Sunday, December 19, 2010

Bob's Wonderful Plums

Jessica and Bob at Byron Markets
Raining today at Byron Markets, but Bob was still there with his chemical-free fruit and vegetables. Jessica came along for the tomatoes (and Russian cucumbers). Normally plums are not my favourite fruit, but these ones were deliciously sweet. 

Bob grows all this wonderful produce at his property in Dunoon. He tells me some of the trees there are very old – at least 30 years. Bob has a great variety of fruit for all seasons – peaches, custard apples, plums, pineapples, tomatoes, cucumbers, avocados and even a few bananas. His vegetables are great and this week he had enormous spring onions, lettuce, chokos and beans. Like everyone else in the district Bob also grows macadamia nuts, but unlike some of his neighbours, he does not spray.

Bob and Jessica and Bob's splendid market stall
Bob started life as a dairy farmer (conventional) but gave that up 15 years ago and now concentrates on growing fruit and vegetables the natural way.

You’ll find Bob at the local Sunday markets. He does Bangalow, Byron, The Channon, Mullumbimby (on the third Saturday) and travels over to Casino on a Thursday.

Saturday, December 18, 2010

Raw Vegan Potluck - Uki

Amidst the rain and thunder last night, 20 of us gathered at Avi and Mehavit's organic farm in Byangum. December 2010 and the eighth Raw Vegan Pot Luck at Uki. It is inspiring to see such a beautiful group of people and the wonderful food they've brought to share along with stories, songs and laughter.
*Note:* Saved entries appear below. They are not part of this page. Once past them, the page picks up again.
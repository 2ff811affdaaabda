//! Turn a validated case definition into runtime objects.

use std::sync::Arc;

use df_mesh::{Mesh, MeshBuilder, Vector3};
use df_sim::{ActivationModel, SimError, SimOptions, TimeScheme, TwoPhaseInit, TwoPhaseSystem};

use crate::schema::{CaseDef, InitialDef, StateDef};
use crate::validate::validate_case;
use crate::ProjectResult;

/// A case ready to run.
pub struct Case {
    pub name: String,
    pub system: TwoPhaseSystem,
    pub scheme: TimeScheme,
    pub options: SimOptions,
}

pub fn build_case(def: &CaseDef) -> ProjectResult<Case> {
    validate_case(def)?;

    let mesh = MeshBuilder::structured_box(def.mesh.cells, def.mesh.lower, def.mesh.upper)
        .build()
        .map_err(SimError::from)?;
    let mesh = Arc::new(mesh);
    let (init, temperatures) = initial_state(&mesh, &def.initial);

    let activation = def
        .activation
        .as_ref()
        .map(|settings| ActivationModel::new(mesh.clone(), settings, def.numerics.rho_min))
        .transpose()?;

    let n_cells = mesh.n_cells();
    let mut system = TwoPhaseSystem::new(
        mesh,
        [def.phases.phase1.clone(), def.phases.phase2.clone()],
        def.numerics,
        init,
        activation,
    )?;
    if temperatures.iter().any(Option::is_some) {
        let mut e = system.e().to_vec();
        for (i, t) in temperatures.iter().enumerate() {
            if let Some(t) = *t {
                e[i] = system.energy_at_temperature(i, t)?;
            }
        }
        system.set_internal_energy(e)?;
    }

    tracing::info!(
        case = %def.name,
        cells = n_cells,
        scheme = def.scheme.name(),
        "built case"
    );

    Ok(Case {
        name: def.name.clone(),
        system,
        scheme: def.scheme.clone(),
        options: SimOptions {
            dt: def.run.dt,
            t_end: def.run.t_end,
            max_steps: def.run.max_steps,
            record_every: def.run.record_every,
            max_courant: def.run.max_courant,
        },
    })
}

/// Default state everywhere, then each region in order. Also returns the
/// per-cell temperature override.
fn initial_state(mesh: &Mesh, initial: &InitialDef) -> (TwoPhaseInit, Vec<Option<f64>>) {
    let mut init = TwoPhaseInit::uniform(0, 0.0, 0.0, 0.0, Vector3::zeros(), 0.0);
    let mut temperatures = Vec::with_capacity(mesh.n_cells());
    for cell in mesh.cells() {
        let c = cell.centroid;
        let state: &StateDef = initial
            .regions
            .iter()
            .rev()
            .find(|r| r.shape.contains([c.x, c.y, c.z]))
            .map_or(&initial.default, |r| &r.state);
        init.alpha.push(state.alpha);
        init.rho1.push(state.rho1);
        init.rho2.push(state.rho2);
        init.velocity.push(Vector3::from(state.velocity));
        init.p.push(state.p);
        temperatures.push(state.t);
    }
    (init, temperatures)
}
//! Thermodynamic closure errors.

use df_core::DfError;
use thiserror::Error;

/// Result type for closure operations.
pub type ThermoResult<T> = Result<T, ThermoError>;

/// Errors that can occur while evaluating equations of state, calorics or tables.
#[derive(Error, Debug, Clone, PartialEq)]
pub enum ThermoError {
    /// Non-physical values (negative density, non-finite energy, etc.).
    #[error("Non-physical value for {what}")]
    NonPhysical { what: &'static str },

    /// Invalid model parameter or argument.
    #[error("Invalid argument: {what}")]
    InvalidArg { what: &'static str },

    /// Temperature inversion did not converge.
    #[error("Convergence failed for {what}")]
    ConvergenceFailed { what: &'static str },

    /// Malformed lookup table.
    #[error("Lookup table error: {what}")]
    Table { what: &'static str },

    /// Failure reading a table file.
    #[error("I/O error: {message}")]
    Io { message: String },
}

impl From<ThermoError> for DfError {
    fn from(err: ThermoError) -> Self {
        match err {
            ThermoError::NonPhysical { what } => DfError::Invariant { what },
            ThermoError::InvalidArg { what } => DfError::InvalidArg { what },
            ThermoError::ConvergenceFailed { what } => DfError::Invariant { what },
            ThermoError::Table { what } => DfError::InvalidArg { what },
            ThermoError::Io { .. } => DfError::Invariant {
                what: "thermo table I/O failed",
            },
        }
    }
}

#[cfg(test)]
mod tests {
    use super::*;

    #[test]
    fn error_display() {
        let err = ThermoError::NonPhysical { what: "density" };
        assert!(err.to_string().contains("density"));

        let err = ThermoError::Io {
            message: "no such file".into(),
        };
        assert!(err.to_string().contains("no such file"));
    }

    #[test]
    fn error_to_df_error() {
        let err: DfError = ThermoError::Table { what: "too few points" }.into();
        assert!(matches!(err, DfError::InvalidArg { .. }));
    }
}
//! df-project: case file format, validation and construction.

pub mod build;
pub mod schema;
pub mod validate;

pub use build::{Case, build_case};
pub use schema::*;
pub use validate::{ValidationError, validate_case};

use std::path::Path;

pub type ProjectResult<T> = Result<T, ProjectError>;

#[derive(thiserror::Error, Debug)]
pub enum ProjectError {
    #[error("Validation error: {0}")]
    Validation(#[from] ValidationError),

    #[error("I/O error: {0}")]
    Io(#[from] std::io::Error),

    #[error("YAML error: {0}")]
    Yaml(#[from] serde_yaml::Error),

    #[error("JSON error: {0}")]
    Json(#[from] serde_json::Error),

    #[error("Build error: {0}")]
    Build(#[from] df_sim::SimError),
}

pub fn load_yaml(path: &Path) -> ProjectResult<CaseDef> {
    let content = std::fs::read_to_string(path)?;
    let case: CaseDef = serde_yaml::from_str(&content)?;
    validate_case(&case)?;
    Ok(case)
}

pub fn save_yaml(path: &Path, case: &CaseDef) -> ProjectResult<()> {
    validate_case(case)?;
    let content = serde_yaml::to_string(case)?;
    std::fs::write(path, content)?;
    Ok(())
}

pub fn load_json(path: &Path) -> ProjectResult<CaseDef> {
    let content = std::fs::read_to_string(path)?;
    let case: CaseDef = serde_json::from_str(&content)?;
    validate_case(&case)?;
    Ok(case)
}

pub fn save_json(path: &Path, case: &CaseDef) -> ProjectResult<()> {
    validate_case(case)?;
    let content = serde_json::to_string_pretty(case)?;
    std::fs::write(path, content)?;
    Ok(())
}

/// Load by extension: `.json` as JSON, anything else as YAML.
pub fn load_case(path: &Path) -> ProjectResult<CaseDef> {
    match path.extension().and_then(|e| e.to_str()) {
        Some("json") => load_json(path),
        _ => load_yaml(path),
    }
}

#[cfg(test)]
pub(crate) fn test_case() -> CaseDef {
    use df_sim::{
        ActivationLaw, ActivationSettings, DetonationPointDef, TimeScheme, TwoPhaseSettings,
    };
    use df_thermo::{BlendedThermo, CaloricModel, EquationOfState, Material, PhaseThermo};

    let ideal = |name: &str, gamma: f64, cv: f64| Material {
        name: name.to_string(),
        molecular_weight: 28.0,
        eos: EquationOfState::IdealGas { gamma },
        caloric: CaloricModel::ConstantCv { cv, e_ref: 0.0 },
    };
    CaseDef {
        version: CASE_VERSION,
        name: "tube".to_string(),
        mesh: MeshDef {
            cells: [20, 1, 1],
            lower: [0.0; 3],
            upper: [0.1, 0.01, 0.01],
        },
        phases: PhasesDef {
            phase1: PhaseThermo::Detonating(BlendedThermo::new(
                ideal("unreacted", 1.4, 718.0),
                ideal("products", 1.25, 1200.0),
            )),
            phase2: PhaseThermo::Single(ideal("air", 1.4, 718.0)),
        },
        activation: Some(ActivationSettings {
            law: ActivationLaw::Linear { rate: 100.0 },
            e0: 1.0e6,
            lambda_exponent: 1.0,
            initial_lambda: 0.0,
            limit: true,
            max_d_lambda: 1.0,
            advect: false,
            detonation_points: vec![DetonationPointDef {
                position: [0.0, 0.005, 0.005],
                delay: 0.0,
                radius: 0.0,
            }],
            seeds: vec![],
        }),
        numerics: TwoPhaseSettings::default(),
        scheme: TimeScheme::Rk2,
        initial: InitialDef {
            default: StateDef {
                alpha: 0.5,
                rho1: 1.2,
                rho2: 1.2,
                p: 1.0e5,
                velocity: [0.0; 3],
                t: None,
            },
            regions: vec![],
        },
        run: RunDef {
            dt: 1.0e-5,
            t_end: 1.0e-4,
            max_steps: 1000,
            record_every: 5,
            max_courant: None,
        },
    }
}
//! Mesh validation logic.

use crate::error::{MeshError, MeshResult};
use crate::mesh::{Cell, Face};

/// Validate geometry and connectivity: positive measures, in-range indices,
/// no self-adjacent faces.
pub(crate) fn validate_mesh(cells: &[Cell], faces: &[Face]) -> MeshResult<()> {
    for (i, cell) in cells.iter().enumerate() {
        if !cell.volume.is_finite() || cell.volume <= 0.0 {
            return Err(MeshError::Degenerate {
                what: "cell volume",
                index: i,
            });
        }
    }

    for (i, face) in faces.iter().enumerate() {
        if face.owner >= cells.len() {
            return Err(MeshError::IndexOob {
                what: "face owner",
                index: face.owner,
                len: cells.len(),
            });
        }
        if let Some(n) = face.neighbour {
            if n >= cells.len() {
                return Err(MeshError::IndexOob {
                    what: "face neighbour",
                    index: n,
                    len: cells.len(),
                });
            }
            if n == face.owner {
                return Err(MeshError::Degenerate {
                    what: "self-adjacent face",
                    index: i,
                });
            }
        }
        if !face.area.is_finite() || face.area <= 0.0 {
            return Err(MeshError::Degenerate {
                what: "face area",
                index: i,
            });
        }
        if (face.normal.norm() - 1.0).abs() > 1e-9 {
            return Err(MeshError::Degenerate {
                what: "face normal",
                index: i,
            });
        }
    }

    Ok(())
}

#[cfg(test)]
mod tests {
    use super::*;
    use nalgebra::Vector3;

    fn unit_cell() -> Cell {
        Cell {
            volume: 1.0,
            centroid: Vector3::zeros(),
        }
    }

    #[test]
    fn rejects_dangling_neighbour() {
        let face = Face {
            owner: 0,
            neighbour: Some(4),
            area: 1.0,
            normal: Vector3::x(),
            centroid: Vector3::zeros(),
        };
        let err = validate_mesh(&[unit_cell()], &[face]).unwrap_err();
        assert!(matches!(err, MeshError::IndexOob { index: 4, .. }));
    }

    #[test]
    fn rejects_zero_volume() {
        let mut cell = unit_cell();
        cell.volume = 0.0;
        assert!(validate_mesh(&[cell], &[]).is_err());
    }
}
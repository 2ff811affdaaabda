//! Face flux schemes for the two-phase transport equations.

use df_mesh::{Face, Mesh, Vector3};
use rayon::prelude::*;
use serde::{Deserialize, Serialize};

use crate::error::{SimError, SimResult};

/// Cell-centred primitive state read by a flux scheme.
#[derive(Debug, Clone, Copy)]
pub struct CellPrimitives<'a> {
    pub alpha: &'a [f64],
    pub rho1: &'a [f64],
    pub rho2: &'a [f64],
    pub velocity: &'a [Vector3<f64>],
    pub p: &'a [f64],
    pub c: &'a [f64],
}

impl CellPrimitives<'_> {
    fn check(&self, n_cells: usize) -> SimResult<()> {
        let lens = [
            self.alpha.len(),
            self.rho1.len(),
            self.rho2.len(),
            self.velocity.len(),
            self.p.len(),
            self.c.len(),
        ];
        if lens.iter().any(|&l| l != n_cells) {
            return Err(SimError::InvalidArg {
                what: "primitive field length differs from cell count",
            });
        }
        Ok(())
    }

    /// Transported quantities (α, αρ₁, (1−α)ρ₂) of a cell.
    fn transported(&self, cell: usize) -> [f64; 3] {
        let a = self.alpha[cell];
        [a, a * self.rho1[cell], (1.0 - a) * self.rho2[cell]]
    }
}

/// Face fluxes, one entry per mesh face.
#[derive(Debug, Clone, PartialEq)]
pub struct FaceFluxes {
    /// Volumetric flux φ = (u·n)A [m³/s]
    pub phi: Vec<f64>,
    /// Volume-fraction flux αφ
    pub alpha_phi: Vec<f64>,
    /// Phase-1 mass flux αρ₁φ [kg/s]
    pub alpha_rho_phi1: Vec<f64>,
    /// Phase-2 mass flux (1−α)ρ₂φ [kg/s]
    pub alpha_rho_phi2: Vec<f64>,
}

impl FaceFluxes {
    pub fn zeros(n_faces: usize) -> Self {
        Self {
            phi: vec![0.0; n_faces],
            alpha_phi: vec![0.0; n_faces],
            alpha_rho_phi1: vec![0.0; n_faces],
            alpha_rho_phi2: vec![0.0; n_faces],
        }
    }

    pub fn len(&self) -> usize {
        self.phi.len()
    }

    pub fn is_empty(&self) -> bool {
        self.phi.is_empty()
    }

    fn scatter(&mut self, per_face: Vec<[f64; 4]>) {
        for (f, [phi, aphi, arphi1, arphi2]) in per_face.into_iter().enumerate() {
            self.phi[f] = phi;
            self.alpha_phi[f] = aphi;
            self.alpha_rho_phi1[f] = arphi1;
            self.alpha_rho_phi2[f] = arphi2;
        }
    }
}

/// Computes face fluxes from cell primitives.
pub trait FluxScheme: Send + Sync {
    fn name(&self) -> &str;

    /// Fill `out` for every face. Boundary faces carry zero flux.
    fn face_fluxes(&self, mesh: &Mesh, prims: &CellPrimitives, out: &mut FaceFluxes)
    -> SimResult<()>;
}

/// Selectable flux scheme.
#[derive(Debug, Clone, Copy, PartialEq, Eq, Default, Serialize, Deserialize)]
pub enum FluxKind {
    #[default]
    Upwind,
    Rusanov,
}

impl FluxKind {
    pub fn build(self) -> Box<dyn FluxScheme + Send + Sync> {
        match self {
            FluxKind::Upwind => Box::new(Upwind),
            FluxKind::Rusanov => Box::new(Rusanov::default()),
        }
    }
}

fn face_normal_velocity(face: &Face, neighbour: usize, prims: &CellPrimitives) -> f64 {
    0.5 * (prims.velocity[face.owner] + prims.velocity[neighbour]).dot(&face.normal)
}

fn prepare(mesh: &Mesh, prims: &CellPrimitives, out: &mut FaceFluxes) -> SimResult<()> {
    prims.check(mesh.n_cells())?;
    if out.len() != mesh.n_faces() {
        *out = FaceFluxes::zeros(mesh.n_faces());
    }
    Ok(())
}

/// Donor-cell upwinding on the averaged face-normal velocity.
#[derive(Debug, Clone, Copy, Default)]
pub struct Upwind;

impl FluxScheme for Upwind {
    fn name(&self) -> &str {
        "upwind"
    }

    fn face_fluxes(
        &self,
        mesh: &Mesh,
        prims: &CellPrimitives,
        out: &mut FaceFluxes,
    ) -> SimResult<()> {
        prepare(mesh, prims, out)?;
        let per_face: Vec<[f64; 4]> = mesh
            .faces()
            .par_iter()
            .map(|face| {
                let Some(n) = face.neighbour else {
                    return [0.0; 4];
                };
                let phi = face_normal_velocity(face, n, prims) * face.area;
                let donor = if phi >= 0.0 { face.owner } else { n };
                let [a, ar1, ar2] = prims.transported(donor);
                [phi, a * phi, ar1 * phi, ar2 * phi]
            })
            .collect();
        out.scatter(per_face);
        Ok(())
    }
}

/// Local Lax–Friedrichs flux: central average plus max(|u·n| + c) jump dissipation.
#[derive(Debug, Clone, Copy)]
pub struct Rusanov {
    /// Multiplier on the dissipative wave speed.
    pub wave_speed_factor: f64,
}

impl Default for Rusanov {
    fn default() -> Self {
        Self {
            wave_speed_factor: 1.0,
        }
    }
}

impl FluxScheme for Rusanov {
    fn name(&self) -> &str {
        "rusanov"
    }

    fn face_fluxes(
        &self,
        mesh: &Mesh,
        prims: &CellPrimitives,
        out: &mut FaceFluxes,
    ) -> SimResult<()> {
        prepare(mesh, prims, out)?;
        let per_face: Vec<[f64; 4]> = mesh
            .faces()
            .par_iter()
            .map(|face| {
                let Some(n) = face.neighbour else {
                    return [0.0; 4];
                };
                let o = face.owner;
                let un = face_normal_velocity(face, n, prims);
                let s_o = prims.velocity[o].dot(&face.normal).abs() + prims.c[o].max(0.0);
                let s_n = prims.velocity[n].dot(&face.normal).abs() + prims.c[n].max(0.0);
                let s = self.wave_speed_factor * s_o.max(s_n);

                let qo = prims.transported(o);
                let qn = prims.transported(n);
                let flux = |k: usize| {
                    face.area * (un * 0.5 * (qo[k] + qn[k]) - 0.5 * s * (qn[k] - qo[k]))
                };
                [un * face.area, flux(0), flux(1), flux(2)]
            })
            .collect();
        out.scatter(per_face);
        Ok(())
    }
}

#[cfg(test)]
mod tests {
    use super::*;
    use df_mesh::MeshBuilder;

    struct Fields {
        alpha: Vec<f64>,
        rho1: Vec<f64>,
        rho2: Vec<f64>,
        u: Vec<Vector3<f64>>,
        p: Vec<f64>,
        c: Vec<f64>,
    }

    impl Fields {
        fn prims(&self) -> CellPrimitives<'_> {
            CellPrimitives {
                alpha: &self.alpha,
                rho1: &self.rho1,
                rho2: &self.rho2,
                velocity: &self.u,
                p: &self.p,
                c: &self.c,
            }
        }
    }

    fn step_fields(n: usize, ux: f64) -> Fields {
        Fields {
            alpha: (0..n).map(|i| if i < n / 2 { 0.9 } else { 0.1 }).collect(),
            rho1: vec![1000.0; n],
            rho2: vec![1.0; n],
            u: vec![Vector3::new(ux, 0.0, 0.0); n],
            p: vec![1.0e5; n],
            c: vec![300.0; n],
        }
    }

    #[test]
    fn upwind_takes_owner_state_for_positive_flow() {
        let mesh = MeshBuilder::structured_box([4, 1, 1], [0.0; 3], [1.0, 1.0, 1.0])
            .build()
            .unwrap();
        let f = step_fields(4, 2.0);
        let mut out = FaceFluxes::zeros(mesh.n_faces());
        Upwind.face_fluxes(&mesh, &f.prims(), &mut out).unwrap();
        for (i, face) in mesh.internal_faces().iter().enumerate() {
            let area = face.area;
            assert!((out.phi[i] - 2.0 * area).abs() < 1e-12);
            let expected = f.alpha[face.owner] * 2.0 * area;
            assert!((out.alpha_phi[i] - expected).abs() < 1e-12);
        }
        for f in mesh.n_internal_faces()..mesh.n_faces() {
            assert_eq!(out.alpha_rho_phi1[f], 0.0);
        }
    }

    #[test]
    fn rusanov_dissipates_at_rest() {
        let mesh = MeshBuilder::structured_box([4, 1, 1], [0.0; 3], [1.0, 1.0, 1.0])
            .build()
            .unwrap();
        let f = step_fields(4, 0.0);
        let mut out = FaceFluxes::zeros(mesh.n_faces());
        Rusanov::default()
            .face_fluxes(&mesh, &f.prims(), &mut out)
            .unwrap();
        // volume fraction drops across the middle face, so the flux is positive
        let middle = mesh
            .internal_faces()
            .iter()
            .position(|face| face.owner == 1)
            .unwrap();
        assert_eq!(out.phi[middle], 0.0);
        assert!(out.alpha_phi[middle] > 0.0);
    }

    #[test]
    fn uniform_state_gives_consistent_fluxes() {
        let mesh = MeshBuilder::structured_box([3, 1, 1], [0.0; 3], [1.0, 1.0, 1.0])
            .build()
            .unwrap();
        let mut f = step_fields(3, 1.5);
        f.alpha = vec![0.4; 3];
        for scheme in [FluxKind::Upwind.build(), FluxKind::Rusanov.build()] {
            let mut out = FaceFluxes::zeros(mesh.n_faces());
            scheme.face_fluxes(&mesh, &f.prims(), &mut out).unwrap();
            for i in 0..mesh.n_internal_faces() {
                assert!((out.alpha_phi[i] - 0.4 * out.phi[i]).abs() < 1e-12, "{}", scheme.name());
            }
        }
    }

    #[test]
    fn mismatched_lengths_are_rejected() {
        let mesh = MeshBuilder::structured_box([3, 1, 1], [0.0; 3], [1.0, 1.0, 1.0])
            .build()
            .unwrap();
        let mut f = step_fields(3, 1.0);
        f.p.pop();
        let mut out = FaceFluxes::zeros(mesh.n_faces());
        assert!(Upwind.face_fluxes(&mesh, &f.prims(), &mut out).is_err());
    }
}
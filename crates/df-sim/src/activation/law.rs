use df_thermo::LookupTable1D;
use serde::{Deserialize, Serialize};

use crate::error::{SimError, SimResult};

/// Reaction-progress rate laws, dλ/dt = f(λ, p, T).
#[derive(Debug, Clone, PartialEq, Default, Serialize, Deserialize)]
#[serde(tag = "type")]
pub enum ActivationLaw {
    /// No kinetics; only detonation points change λ.
    #[default]
    None,
    /// Constant rate k [1/s].
    Linear { rate: f64 },
    /// G (1 − λ)^a p^b above `p_min`.
    PressureBased {
        coefficient: f64,
        lambda_exponent: f64,
        pressure_exponent: f64,
        #[serde(default)]
        p_min: f64,
    },
    /// A (1 − λ)^a exp(−Ta / T) above `t_min`.
    Arrhenius {
        pre_exponential: f64,
        activation_temperature: f64,
        lambda_exponent: f64,
        #[serde(default)]
        t_min: f64,
    },
    /// (1 − λ)^a · table(p).
    Tabulated {
        table: LookupTable1D,
        lambda_exponent: f64,
    },
}

fn remaining(lambda: f64, exponent: f64) -> f64 {
    (1.0 - lambda).max(0.0).powf(exponent)
}

impl ActivationLaw {
    pub fn name(&self) -> &'static str {
        match self {
            ActivationLaw::None => "none",
            ActivationLaw::Linear { .. } => "linear",
            ActivationLaw::PressureBased { .. } => "pressureBased",
            ActivationLaw::Arrhenius { .. } => "Arrhenius",
            ActivationLaw::Tabulated { .. } => "tabulated",
        }
    }

    pub fn validate(&self) -> SimResult<()> {
        let ok = match self {
            ActivationLaw::None => true,
            ActivationLaw::Linear { rate } => rate.is_finite() && *rate >= 0.0,
            ActivationLaw::PressureBased {
                coefficient,
                lambda_exponent,
                pressure_exponent,
                p_min,
            } => {
                coefficient.is_finite()
                    && *coefficient >= 0.0
                    && lambda_exponent.is_finite()
                    && *lambda_exponent >= 0.0
                    && pressure_exponent.is_finite()
                    && p_min.is_finite()
            }
            ActivationLaw::Arrhenius {
                pre_exponential,
                activation_temperature,
                lambda_exponent,
                t_min,
            } => {
                pre_exponential.is_finite()
                    && *pre_exponential >= 0.0
                    && activation_temperature.is_finite()
                    && *activation_temperature >= 0.0
                    && lambda_exponent.is_finite()
                    && *lambda_exponent >= 0.0
                    && t_min.is_finite()
            }
            ActivationLaw::Tabulated {
                lambda_exponent, ..
            } => lambda_exponent.is_finite() && *lambda_exponent >= 0.0,
        };
        if ok {
            Ok(())
        } else {
            Err(SimError::Config {
                what: "activation law coefficients must be finite and non-negative",
            })
        }
    }

    /// True when λ can only change through detonation points.
    pub fn needs_detonation_points(&self) -> bool {
        matches!(self, ActivationLaw::None)
    }

    /// Reaction rate dλ/dt for one cell.
    pub fn rate(&self, lambda: f64, p: f64, t: f64) -> f64 {
        match self {
            ActivationLaw::None => 0.0,
            ActivationLaw::Linear { rate } => *rate,
            ActivationLaw::PressureBased {
                coefficient,
                lambda_exponent,
                pressure_exponent,
                p_min,
            } => {
                if p > *p_min && p > 0.0 {
                    coefficient * remaining(lambda, *lambda_exponent) * p.powf(*pressure_exponent)
                } else {
                    0.0
                }
            }
            ActivationLaw::Arrhenius {
                pre_exponential,
                activation_temperature,
                lambda_exponent,
                t_min,
            } => {
                if t > *t_min && t > 0.0 {
                    pre_exponential
                        * remaining(lambda, *lambda_exponent)
                        * (-activation_temperature / t).exp()
                } else {
                    0.0
                }
            }
            ActivationLaw::Tabulated {
                table,
                lambda_exponent,
            } => remaining(lambda, *lambda_exponent) * table.lookup(p),
        }
    }
}
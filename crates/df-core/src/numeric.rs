use crate::DfError;

/// Scalar type for every field and coefficient.
pub type Real = f64;

/// Smallest magnitude treated as non-zero in divisions and log arguments.
pub const SMALL: Real = 1e-15;

/// Default abs/rel pair used by field comparisons.
#[derive(Clone, Copy, Debug)]
pub struct Tolerances {
    pub abs: Real,
    pub rel: Real,
}

impl Default for Tolerances {
    fn default() -> Self {
        Self {
            abs: 1e-12,
            rel: 1e-9,
        }
    }
}

pub fn nearly_equal(a: Real, b: Real, tol: Tolerances) -> bool {
    let diff = (a - b).abs();
    if diff <= tol.abs {
        return true;
    }
    diff <= tol.rel * a.abs().max(b.abs())
}

pub fn ensure_finite(v: Real, what: &'static str) -> Result<Real, DfError> {
    if v.is_finite() {
        Ok(v)
    } else {
        Err(DfError::NonFinite { what, value: v })
    }
}

/// Ensure `v` is finite and strictly positive.
pub fn ensure_positive(v: Real, what: &'static str) -> Result<Real, DfError> {
    let v = ensure_finite(v, what)?;
    if v <= 0.0 {
        return Err(DfError::InvalidArg { what });
    }
    Ok(v)
}

/// Clamp `v` into `[lo, hi]`, reporting whether it was moved.
#[inline]
pub fn clip(v: Real, lo: Real, hi: Real) -> (Real, bool) {
    if v < lo {
        (lo, true)
    } else if v > hi {
        (hi, true)
    } else {
        (v, false)
    }
}

#[cfg(test)]
mod tests {
    use super::*;

    #[test]
    fn nearly_equal_basic() {
        let tol = Tolerances {
            abs: 1e-12,
            rel: 1e-9,
        };
        assert!(nearly_equal(1.0, 1.0 + 1e-12, tol));
        assert!(nearly_equal(0.0, 1e-13, tol));
        assert!(!nearly_equal(1.0, 1.0 + 1e-6, tol));
    }

    #[test]
    fn ensure_finite_detects_nan() {
        let err = ensure_finite(Real::NAN, "test").unwrap_err();
        assert!(err.to_string().contains("not finite"));
    }

    #[test]
    fn ensure_positive_rejects_zero() {
        assert!(ensure_positive(1.0, "x").is_ok());
        assert!(matches!(
            ensure_positive(0.0, "x"),
            Err(DfError::InvalidArg { .. })
        ));
    }

    #[test]
    fn clip_reports_movement() {
        assert_eq!(clip(0.5, 0.0, 1.0), (0.5, false));
        assert_eq!(clip(-0.1, 0.0, 1.0), (0.0, true));
        assert_eq!(clip(1.5, 0.0, 1.0), (1.0, true));
    }
}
As Menkit points out, eating a raw vegan diet contributes not only to personal health and well-being but also to the sustainability of mother earth. Eating less meat and dairy helps reduce the impact that animal agriculture has on our soils and waterways. Eating fresh, local produce straight from nature (no cooking, processing, packaging) reduces the impact on the environment and climate change. It's all good.

And as we can see from the sumptious spread, eating raw food need not be boring. My preference is to eat mainly fruit and to keep meals simple. No need to add salt, condiments, spices as the food itself has it's own splendid and delicate flavours. The meal i prepared was a simple recipe; in-season local organic produce all purchased from the New Brighton Farmers' Market on tuesday (except for the mangoes). Zucchini fettucine with a mango and tomato sauce and finely chopped parsley for garnish.

The most elaborate meal was Tess' Mock Turkey Pate with fresh cranberries. Nice idea and definitely in keeping with the christmas tradition, but won't it be good when we can shift our minds away from trying to mimic the animal-based food we used to eat. Having said that, i can say it was a delicious combination of flavours.

The entire spread

Tess's Mock Turkey Pate with Cranberry Sauce

Zucchini Fettucine with mango and tomato sauce

The most popular dessert was Mark's classic banana and strawberry icecream, made fresh on the spot with the champion juicer. Was it really just frozen bananas and strawberry? How can that taste so good!

Wednesday, December 15, 2010

who says GM is ok? say no to contamination of organic produce

Are Genetically Engineered crops grown in Australia? You betcha. 

this was reported recently from True Food Network via the permaculture forum:

"Today, WA organic farmer Steve Marsh revealed that two-thirds of his 
farmland is contaminated by someone’s GM canola crop. The canola 
travelled at least 1.5 km and contaminated 220 hectares. Marsh could 
also potentially suffer huge financial losses, as Australian organic 
standards don’t accept any GM presence.

He is considering legal action, which would be the first case of its 
kind in Australia. The WA Government showed its bias to the GM 
industry when the agriculture minister, in response to Marsh, stated 
that zero percent thresholds are “unrealistic”. Organic certifier, the 
National Association of Sustainable Agriculture Australia (NASAA), is 
conducting an official investigation."

Don Hamsford from Warick South East Queensland says "What's the bet 
Monsanto are on his doorstep, looking for their royalties, before you 
can say "substantially equivalent!"

So if you want to know who in your area is GM-free, check out this map. Produced by Gene Ethics, it presents the enterprises who endeavor, through certification, quality assurance and audits, to exclude from their products, services and facilities all GM soy, corn, canola or cotton - and products from animals fed GM feed. Let's hope these enterprises aren't too close to any GM crops that could jeopardise their clean status.